Die Beschäftigten müssen die geänderte, unsichere Montagesituation erkennen und ggf. unter Hinzuziehung der zuständigen Aufsicht auf diese Situation reagieren. In vielen Fällen können sichere Arbeitsbedingungen durch eine fachmännisch ausgeführte Einrüstung der Montagestelle, durch mobile Fahrgerüste oder Hubarbeitsbühnen herbeigeführt werden. Der Bau eigener „Hilfskonstruktionen“, z. B. das Auslegen des Absturzbereiches mit Holzdielen ist nicht zulässig!

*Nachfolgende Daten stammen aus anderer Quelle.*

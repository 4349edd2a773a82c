// pn-core/src/units.rs

//! Explicit unit conversion for result tables.
//!
//! Engine results come back in engine-native units with a units row pinned at
//! the top of each table. Conversion only happens when a caller supplies an
//! explicit `variable -> (from, to)` table; otherwise values pass through.

use crate::error::{CoreError, CoreResult};
use crate::table::{Table, Value};
use serde::{Deserialize, Serialize};
use std::collections::BTreeMap;
use uom::si::f64::{
    Length as UomLength, Pressure as UomPressure,
    ThermodynamicTemperature as UomThermodynamicTemperature, Velocity as UomVelocity,
};

pub type Length = UomLength;
pub type Pressure = UomPressure;
pub type Temperature = UomThermodynamicTemperature;
pub type Velocity = UomVelocity;

/// Standard atmosphere, used to move between absolute and gauge pressure.
pub const ATMOSPHERE_PA: f64 = 101_325.0;

#[derive(Clone, Copy, Debug, PartialEq)]
enum Dimension {
    Pressure,
    Temperature,
    Length,
    Velocity,
    PressureGradient,
}

#[derive(Clone, Copy, Debug)]
struct ParsedUnit {
    dimension: Dimension,
    gauge: bool,
}

fn parse_unit(unit: &str) -> CoreResult<ParsedUnit> {
    let dim = |dimension| ParsedUnit {
        dimension,
        gauge: false,
    };
    let parsed = match unit.trim() {
        "psia" | "psi" | "bara" | "bar" | "kPa" | "kPaa" | "Pa" | "MPa" => dim(Dimension::Pressure),
        "psig" | "barg" | "kPag" => ParsedUnit {
            dimension: Dimension::Pressure,
            gauge: true,
        },
        "degF" | "degC" | "K" => dim(Dimension::Temperature),
        "ft" | "m" | "km" | "in" | "mm" | "mi" => dim(Dimension::Length),
        "ft/s" | "m/s" => dim(Dimension::Velocity),
        "psi/ft" | "bar/100m" | "bar/m" | "Pa/m" | "kPa/m" => dim(Dimension::PressureGradient),
        other => {
            return Err(CoreError::UnknownUnit {
                unit: other.to_string(),
            });
        }
    };
    Ok(parsed)
}

fn pressure_in(unit: &str, v: f64) -> Pressure {
    use uom::si::pressure::{bar, kilopascal, megapascal, pascal, pound_force_per_square_inch};
    match unit {
        "psia" | "psi" | "psig" => Pressure::new::<pound_force_per_square_inch>(v),
        "bara" | "bar" | "barg" => Pressure::new::<bar>(v),
        "kPa" | "kPaa" | "kPag" => Pressure::new::<kilopascal>(v),
        "MPa" => Pressure::new::<megapascal>(v),
        _ => Pressure::new::<pascal>(v),
    }
}

fn pressure_out(unit: &str, p: Pressure) -> f64 {
    use uom::si::pressure::{bar, kilopascal, megapascal, pascal, pound_force_per_square_inch};
    match unit {
        "psia" | "psi" | "psig" => p.get::<pound_force_per_square_inch>(),
        "bara" | "bar" | "barg" => p.get::<bar>(),
        "kPa" | "kPaa" | "kPag" => p.get::<kilopascal>(),
        "MPa" => p.get::<megapascal>(),
        _ => p.get::<pascal>(),
    }
}

fn length_in(unit: &str, v: f64) -> Length {
    use uom::si::length::{foot, inch, kilometer, meter, mile, millimeter};
    match unit {
        "ft" => Length::new::<foot>(v),
        "km" => Length::new::<kilometer>(v),
        "in" => Length::new::<inch>(v),
        "mm" => Length::new::<millimeter>(v),
        "mi" => Length::new::<mile>(v),
        _ => Length::new::<meter>(v),
    }
}

fn length_out(unit: &str, l: Length) -> f64 {
    use uom::si::length::{foot, inch, kilometer, meter, mile, millimeter};
    match unit {
        "ft" => l.get::<foot>(),
        "km" => l.get::<kilometer>(),
        "in" => l.get::<inch>(),
        "mm" => l.get::<millimeter>(),
        "mi" => l.get::<mile>(),
        _ => l.get::<meter>(),
    }
}

/// Pa per metre represented by one unit of the gradient label.
fn gradient_factor(unit: &str) -> f64 {
    use uom::si::pressure::pascal;
    let (p, l) = match unit {
        "psi/ft" => (pressure_in("psi", 1.0), length_in("ft", 1.0)),
        "bar/100m" => (pressure_in("bar", 1.0), length_in("m", 100.0)),
        "bar/m" => (pressure_in("bar", 1.0), length_in("m", 1.0)),
        "kPa/m" => (pressure_in("kPa", 1.0), length_in("m", 1.0)),
        _ => (pressure_in("Pa", 1.0), length_in("m", 1.0)),
    };
    p.get::<pascal>() / l.get::<uom::si::length::meter>()
}

/// Convert `value` from one unit label to another.
///
/// Gauge labels (`psig`, `barg`, `kPag`) are offset by one standard atmosphere.
pub fn convert(value: f64, from: &str, to: &str) -> CoreResult<f64> {
    let src = parse_unit(from)?;
    let dst = parse_unit(to)?;
    if src.dimension != dst.dimension {
        return Err(CoreError::IncompatibleUnits {
            from: from.trim().to_string(),
            to: to.trim().to_string(),
        });
    }
    let (from, to) = (from.trim(), to.trim());

    let out = match src.dimension {
        Dimension::Pressure => {
            use uom::si::pressure::pascal;
            let mut abs = pressure_in(from, value);
            if src.gauge {
                abs += Pressure::new::<pascal>(ATMOSPHERE_PA);
            }
            if dst.gauge {
                abs -= Pressure::new::<pascal>(ATMOSPHERE_PA);
            }
            pressure_out(to, abs)
        }
        Dimension::Temperature => {
            use uom::si::thermodynamic_temperature::{degree_celsius, degree_fahrenheit, kelvin};
            let t = match from {
                "degF" => Temperature::new::<degree_fahrenheit>(value),
                "degC" => Temperature::new::<degree_celsius>(value),
                _ => Temperature::new::<kelvin>(value),
            };
            match to {
                "degF" => t.get::<degree_fahrenheit>(),
                "degC" => t.get::<degree_celsius>(),
                _ => t.get::<kelvin>(),
            }
        }
        Dimension::Length => length_out(to, length_in(from, value)),
        Dimension::Velocity => {
            use uom::si::velocity::{foot_per_second, meter_per_second};
            let v = match from {
                "ft/s" => Velocity::new::<foot_per_second>(value),
                _ => Velocity::new::<meter_per_second>(value),
            };
            match to {
                "ft/s" => v.get::<foot_per_second>(),
                _ => v.get::<meter_per_second>(),
            }
        }
        Dimension::PressureGradient => value * gradient_factor(from) / gradient_factor(to),
    };
    Ok(out)
}

/// Explicit per-variable conversions: column name -> (from unit, to unit).
#[derive(Debug, Clone, Default, PartialEq, Serialize, Deserialize)]
#[serde(transparent)]
pub struct UnitConversions {
    entries: BTreeMap<String, (String, String)>,
}

impl UnitConversions {
    pub fn new() -> Self {
        Self::default()
    }

    pub fn with(mut self, variable: &str, from: &str, to: &str) -> Self {
        self.entries
            .insert(variable.to_string(), (from.to_string(), to.to_string()));
        self
    }

    pub fn is_empty(&self) -> bool {
        self.entries.is_empty()
    }

    /// Check every label up front so a bad table fails before any run.
    pub fn validate(&self) -> CoreResult<()> {
        for (from, to) in self.entries.values() {
            convert(0.0, from, to)?;
        }
        Ok(())
    }

    /// Convert the named columns of a result table in place.
    ///
    /// Row 0 must be the units row. A column whose unit cell does not match
    /// the declared source unit is left alone with a warning.
    pub fn apply(&self, table: &mut Table) -> CoreResult<()> {
        if self.entries.is_empty() || table.is_empty() {
            return Ok(());
        }
        for (variable, (from, to)) in &self.entries {
            let Some(current) = table.cell(0, variable).cloned() else {
                tracing::debug!(variable = %variable, "conversion column not in table");
                continue;
            };
            if let Some(unit) = current.label()
                && unit != from.trim()
            {
                tracing::warn!(
                    variable = %variable,
                    expected = %from,
                    found = %unit,
                    "unit row does not match conversion source; column left unconverted"
                );
                continue;
            }
            for row in 1..table.len() {
                let Some(v) = table.cell(row, variable).and_then(Value::as_f64) else {
                    continue;
                };
                table.set_cell(row, variable, Value::Number(convert(v, from, to)?));
            }
            table.set_cell(0, variable, Value::from(to.trim()));
        }
        Ok(())
    }
}
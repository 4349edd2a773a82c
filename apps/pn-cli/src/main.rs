use clap::{Parser, Subcommand};
use pn_app::{AppResult, PipelineContext, ProjectConfig, init_logging, load_config};
use pn_engine::JsonModelFactory;
use pn_sim::{CaseOutcome, MatrixEvent};
use pn_tables::JsonWorkbookStore;
use std::io::{self, Write};
use std::path::{Path, PathBuf};
use std::sync::atomic::AtomicBool;

#[derive(Parser)]
#[command(name = "pn-cli")]
#[command(about = "PipeNet CLI - spreadsheet-driven pipeline network case runs", long_about = None)]
struct Cli {
    /// Path to the project YAML file
    #[arg(short, long, default_value = "project.yaml")]
    project: PathBuf,
    /// Log level used when RUST_LOG is not set
    #[arg(long, default_value = "info")]
    log_level: String,
    /// Also append logs to this file
    #[arg(long)]
    log_file: Option<PathBuf>,
    #[command(subcommand)]
    command: Commands,
}

#[derive(Subcommand)]
enum Commands {
    /// Validate the project file
    Validate,
    /// Author the topology sheet into the base model
    BuildTopology,
    /// Run the configured populate mode against the base model
    Populate,
    /// Run every case of the matrix
    RunCases,
    /// Save each case's model variant without running it
    BuildModels,
    /// Run every model in a folder as it stands
    RunExisting {
        /// Folder holding the models (defaults to the models folder)
        folder: Option<PathBuf>,
    },
    /// Re-apply case conditions to existing variants
    UpdateModels,
    /// Copy flowline data from one model into every variant
    CopyFlowlines {
        /// Model to copy from
        source: PathBuf,
    },
    /// Summarize the result workbooks
    Summarize,
}

fn main() -> AppResult<()> {
    let cli = Cli::parse();
    init_logging(&cli.log_level, cli.log_file.as_deref())?;

    let config = load_config(&cli.project)?;
    let factory = JsonModelFactory::disk();
    let store = JsonWorkbookStore::new();
    let ctx = PipelineContext::new(&config, &factory, &store);

    match cli.command {
        Commands::Validate => cmd_validate(&cli.project, &config),
        Commands::BuildTopology => cmd_build_topology(&ctx),
        Commands::Populate => {
            println!("✓ {}", ctx.populate()?);
            Ok(())
        }
        Commands::RunCases => cmd_run_cases(&ctx),
        Commands::BuildModels => {
            print_outcomes("Built", &ctx.build_models()?);
            Ok(())
        }
        Commands::RunExisting { folder } => {
            let folder = folder.unwrap_or_else(|| config.simulation.settings.models_dir.clone());
            print_outcomes("Ran", &ctx.run_existing_models(&folder)?);
            Ok(())
        }
        Commands::UpdateModels => {
            print_outcomes("Updated", &ctx.update_models()?);
            Ok(())
        }
        Commands::CopyFlowlines { source } => cmd_copy_flowlines(&ctx, &source),
        Commands::Summarize => cmd_summarize(&ctx),
    }
}

fn cmd_validate(path: &Path, config: &ProjectConfig) -> AppResult<()> {
    println!("✓ Project is valid: {}", path.display());
    println!("  base model: {}", config.simulation.base_model.display());
    println!("  workbook:   {}", config.workbook.path.display());
    println!("  workers:    {}", config.simulation.settings.workers.max(1));
    Ok(())
}

fn cmd_build_topology(ctx: &PipelineContext<'_>) -> AppResult<()> {
    let report = ctx.build_topology()?;
    println!(
        "✓ {} sections: {} components created ({} existing), {} connections made ({} existing)",
        report.sections,
        report.components_created,
        report.components_existing,
        report.connections_made,
        report.connections_existing
    );
    Ok(())
}

fn cmd_run_cases(ctx: &PipelineContext<'_>) -> AppResult<()> {
    let cancel = AtomicBool::new(false);
    let progress = |event: &MatrixEvent| match event {
        MatrixEvent::Started { total, workers } => {
            println!("Running {total} cases on {workers} worker(s)");
        }
        MatrixEvent::CaseFinished { record, done, total } => {
            print!("\r[{done}/{total}] {} {}", record.case, record.status);
            let _ = io::stdout().flush();
        }
        MatrixEvent::Finished { .. } => clear_progress_line(),
    };
    let report = ctx.run_cases(&cancel, Some(&progress))?;

    println!(
        "✓ {} cases: {} succeeded, {} failed, {} cancelled",
        report.total, report.succeeded, report.failed, report.cancelled
    );
    for case in report.cases.iter().filter(|c| c.error.is_some()) {
        println!(
            "  ✗ {} at {}: {}",
            case.case,
            case.stage,
            case.error.as_deref().unwrap_or_default()
        );
    }
    Ok(())
}

fn cmd_copy_flowlines(ctx: &PipelineContext<'_>, source: &Path) -> AppResult<()> {
    let report = ctx.copy_flowlines(source)?;
    println!("✓ Flowline data copied to {} models", report.updated.len());
    for (model, message) in &report.failed {
        println!("  ✗ {}: {message}", model.display());
    }
    Ok(())
}

fn cmd_summarize(ctx: &PipelineContext<'_>) -> AppResult<()> {
    let report = ctx.summarize()?;
    println!("✓ Node summary: {} rows", report.node_rows);
    for sheet in &report.profile_sheets {
        println!("✓ Profile summary: {sheet}");
    }
    if report.pump_rows > 0 {
        println!("✓ Pump operating points: {} rows", report.pump_rows);
    }
    Ok(())
}

fn print_outcomes(verb: &str, outcomes: &[CaseOutcome]) {
    let ok = outcomes.iter().filter(|o| o.is_success()).count();
    println!("✓ {verb} {ok} of {} models", outcomes.len());
    for outcome in outcomes {
        if let Some(error) = &outcome.error {
            println!("  ✗ {} at {}: {error}", outcome.key, outcome.stage);
        }
    }
}

fn clear_progress_line() {
    print!("\r{}\r", " ".repeat(80));
    let _ = io::stdout().flush();
}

Keinesfalls darf – auch nicht in Einzel- oder sehr seltenen Fällen – ohne Absturzsicherung gearbeitet werden!

Nur dann (und nur dann!), wenn technische oder organisatorische Maßnahmen nicht oder nur mit einem unverhältnismäßig hohen Aufwand umgesetzt werden können, greift unter Beachtung der Gefährdungsbeurteilung, der persönliche Schutz in Form der Persönlichen Schutzausrüstung gegen Absturz (PSAgA) als Auffang- oder Rückhaltesystem.

Fragen Sie sich bitte selbst:

Würden Sie Ihre Kinder dem Risiko aussetzen, ungesichert an einer Absturzkante zu arbeiten? Tun Sie es? Sind Sie Vorbild?